体育祭が終わり、一部を除いて興奮冷めやらぬ中、担任が生徒達に現実を突きつけようとしていた。


「さて皆、優勝おめでとう。ところで、もうすぐ何があるか分かっているか?」

「「「…………」」」

「裕太、なんだと思う?」

「ちょっと何言ってるか分からないですね」

「分かった。じゃあ俺から言わせてもらおう」


担任が今から言おうとしていることが本当は分かってる生徒達は、先程の顔から打って変わって絶望した表情になる。


「もうすぐテストということで、来週からテスト週間だ」


ついに担任の口から終わりを告げる言葉"テスト"が出てしまい、生徒達は体育祭のテンションから無理やり、テストに入る心構えをするしかなくなる。

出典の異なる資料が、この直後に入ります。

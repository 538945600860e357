use crate::client::{ApiClient, MultipartForm, RequestOptions};
use crate::error::{ClientError, Result};
use crate::record::{
    NewSpecies, ObservationPayload, Question, QuestionKind, Species, SpeciesImage, SpeciesLog,
    Stats, User,
};
use log::{info, warn};
use reqwest::header::{ACCEPT, HeaderName, HeaderValue};
use serde::Deserialize;
use serde::de::DeserializeOwned;
use serde_json::{Value, json};
use std::collections::HashMap;

pub const ADMIN_SECRET_HEADER: &str = "x-admin-secret";

#[derive(Debug, Clone, Deserialize)]
pub struct LoginResponse {
    #[serde(default)]
    pub access_token: Option<String>,
    #[serde(default)]
    pub user: Option<User>,
}

/// Photo bytes ready to be attached to a submission.
#[derive(Debug, Clone, PartialEq)]
pub struct PhotoAttachment {
    pub file_name: String,
    pub mime: String,
    pub bytes: Vec<u8>,
}

/// Decodes a response that may be bare or wrapped as `{"<envelope>": ...}`.
fn decode<T: DeserializeOwned>(data: Option<Value>, envelope: &str, path: &str) -> Result<T> {
    let value = data.ok_or_else(|| {
        ClientError::MalformedResponse(format!("{path} returned no JSON body"))
    })?;
    let inner = match value {
        Value::Object(mut map) if map.contains_key(envelope) => {
            map.remove(envelope).unwrap_or_default()
        }
        other => other,
    };
    serde_json::from_value(inner).map_err(|e| ClientError::MalformedResponse(format!("{path}: {e}")))
}

impl ApiClient {
    pub async fn login(&self, username: &str, password: &str) -> Result<LoginResponse> {
        let data = self
            .request(
                "/login",
                RequestOptions::post_json(json!({"username": username, "password": password})),
            )
            .await?;
        decode(data, "login", "/login")
    }

    pub async fn register(
        &self,
        username: &str,
        email: &str,
        password: &str,
        admin_secret: Option<&str>,
    ) -> Result<Option<Value>> {
        let mut options = RequestOptions::post_json(json!({
            "username": username,
            "email": email,
            "password": password,
        }));
        if let Some(secret) = admin_secret {
            let value = HeaderValue::from_str(secret).map_err(|_| {
                ClientError::Validation("Admin secret contains invalid characters".to_string())
            })?;
            options = options.with_header(HeaderName::from_static(ADMIN_SECRET_HEADER), value);
        }
        self.request("/register", options).await
    }

    pub async fn get_profile(&self) -> Result<User> {
        let data = self.request("/profile", RequestOptions::get()).await?;
        decode(data, "user", "/profile")
    }

    pub async fn get_stats(&self) -> Result<Stats> {
        let data = self.request("/stats", RequestOptions::get()).await?;
        decode(data, "stats", "/stats")
    }

    /// Profile and stats, fetched concurrently.
    pub async fn dashboard(&self) -> Result<(User, Stats)> {
        futures::try_join!(self.get_profile(), self.get_stats())
    }

    pub async fn get_species(&self) -> Result<Vec<Species>> {
        let data = self.request("/species", RequestOptions::get()).await?;
        decode(data, "species", "/species")
    }

    pub async fn create_species(&self, species: &NewSpecies) -> Result<Species> {
        let form = MultipartForm::new()
            .text("name", species.name.as_str())
            .text("scientific_name", species.scientific_name.as_str())
            .text("category", species.category.as_str())
            .text("description", species.description.as_str());
        let data = self
            .request("/species", RequestOptions::post_multipart(form))
            .await?;
        let created: Species = decode(data, "species", "/species")?;
        info!("Created species {} ({})", created.name, created.id);
        Ok(created)
    }

    pub async fn get_public_species_images(&self) -> Result<Vec<SpeciesImage>> {
        let data = self
            .request("/public/species-images", RequestOptions::get())
            .await?;
        decode(data, "species_images", "/public/species-images")
    }

    /// Species id to thumbnail path. Later entries win for duplicate ids.
    pub async fn species_thumbnails(&self) -> Result<HashMap<i64, String>> {
        Ok(self
            .get_public_species_images()
            .await?
            .into_iter()
            .map(|image| (image.species_id, image.photo_path))
            .collect())
    }

    pub async fn get_questions(&self) -> Result<Vec<Question>> {
        let data = self.request("/questions", RequestOptions::get()).await?;
        decode(data, "questions", "/questions")
    }

    /// Admin only.
    pub async fn create_question(&self, text: &str, kind: &QuestionKind) -> Result<Question> {
        let mut body = json!({
            "question_text": text,
            "question_type": kind.type_name(),
        });
        if let QuestionKind::MultipleChoice(options) = kind {
            body["options"] = json!(options);
        }
        let data = self
            .request("/questions", RequestOptions::post_json(body))
            .await?;
        decode(data, "question", "/questions")
    }

    /// Posts one observation. The returned log is `None` when the backend's
    /// confirmation does not describe the created record.
    pub async fn create_species_log(
        &self,
        observation: &ObservationPayload,
        photo: Option<PhotoAttachment>,
    ) -> Result<Option<SpeciesLog>> {
        let mut form = MultipartForm::new().text("species_log", serde_json::to_string(observation)?);
        if let Some(photo) = photo {
            form = form.file("photo", &photo.file_name, &photo.mime, photo.bytes);
        }
        let data = self
            .request("/species-logs", RequestOptions::post_multipart(form))
            .await?;
        match data {
            Some(value) => match decode::<SpeciesLog>(Some(value), "species_log", "/species-logs") {
                Ok(log) => Ok(Some(log)),
                Err(err) => {
                    warn!("Submission accepted but response was not a log record: {}", err);
                    Ok(None)
                }
            },
            None => Ok(None),
        }
    }

    pub async fn get_species_logs(&self) -> Result<Vec<SpeciesLog>> {
        let data = self.request("/species-logs", RequestOptions::get()).await?;
        decode(data, "species_logs", "/species-logs")
    }

    pub async fn get_species_log(&self, id: i64) -> Result<SpeciesLog> {
        let path = format!("/species-logs/{id}");
        let data = self.request(&path, RequestOptions::get()).await?;
        decode(data, "species_log", &path)
    }

    pub async fn get_all_users(&self) -> Result<Vec<User>> {
        let data = self.request("/admin/users", RequestOptions::get()).await?;
        decode(data, "users", "/admin/users")
    }

    pub async fn get_all_species_logs(&self) -> Result<Vec<SpeciesLog>> {
        let data = self.request("/admin/all-logs", RequestOptions::get()).await?;
        decode(data, "species_logs", "/admin/all-logs")
    }

    /// Downloads every log as raw CSV text. Admin only.
    pub async fn export_csv(&self) -> Result<String> {
        let options =
            RequestOptions::get().with_header(ACCEPT, HeaderValue::from_static("text/csv"));
        let response = self.send("/admin/export-csv", options).await?;
        let text = response.text();
        if !response.status.is_success() {
            let detail = serde_json::from_str::<Value>(&text)
                .ok()
                .and_then(|v| {
                    v.get("detail")
                        .or_else(|| v.get("message"))
                        .and_then(Value::as_str)
                        .map(str::to_string)
                })
                .unwrap_or(text);
            return Err(ClientError::RequestFailed {
                status: response.status.as_u16(),
                message: format!("Failed to export CSV: {detail}"),
            });
        }
        Ok(text)
    }
}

そんな中、約二名の生徒は他の生徒とは真逆の、嬉しそうな表情をしていた。


「ゆ、う、た、元気ですか?」

「この前久しぶりに名前呼んだから使ってみたってこと?」

「サラッと話題そらししても無駄だぞ」

「…………」

「今日、買い終わったあと勉強会じゃ」

「せっかく買うんだからそのまま読もうぜ」

「ラノベ読む暇あったら勉強しようぜ」

「暇じゃねぇ! 重要な用事だ!」

「勉強早く終わらせて読もうぜ」


裕太と桜が勉強をするか、ラノベを読むか言い争っていると、もう一人の勉強好きが会話に入ってくる。


「裕太くん! 勉強しましょう!」

「え?」


もう一人の勉強好きである琴音は、裕太に勉強させるため、桜と手を組んでしまう。


「赤点になれば卒業できなくなるかもしれませんよ。それだと私や桜さんとも会えなくなりますがいいのですか?」

「……いや桜には毎日会える」

「お前も私の名前使ってみてんじゃん」

「いやお前が使ったから俺も使ってみよっかな〜って思って」

「二人とも! 話が逸れてますよ!」


全然話が進まない裕太と桜に、体育祭の件でストレスが溜まっていた琴音は少しキレ気味になる。


「さっき言っていた勉強会。私も行くので真面目に勉強してください」

「え? お前もうち来んの?」

「え?」

「勉強会はいつも裕太んちでやってるからな」

「え?」

「楽に赤点回避できんかね?」

「琴音だっけ? 裕太んち来る? 私と協力してやればこいつも何とか頑張れそうだし」

「お、楽にできるの? じゃあすぐ終わらせて、ラノベ見てゲームやろうぜ」


普段は桜と遊んでばかりで他を寄せ付けない裕太だが、今は早く勉強を終わらせて桜と遊びたいため、琴音がついてくることに乗り気だった。


「い、家……裕太くんの家……」

「来んの? 来てよ〜、楽したい」


(裕太くんが私に来て欲しいって言った!?)


いつもは自分が誘っても躱されて終わりだったため、裕太の方から誘ってもらえたことが、琴音にとってはこれ以上ないほど嬉しいと同時に驚きもあった。


「い、行きます!」

「よし! じゃあ行くこと決定ね。じゃあ今日は、勉強会始まって以来初の私、裕太、琴音の三人で開催しま〜す」

「やったぜ!」

「…………」


裕太はいつもより早く終わるから、桜はいつもよりも大変さが減るからという理由で琴音を誘ったため、琴音がこの後、放課後まで全く喋れなくなるほど緊張していることに気付かないのだった。

桜は勉強もスポーツもできますが、特別凄いというわけではありません。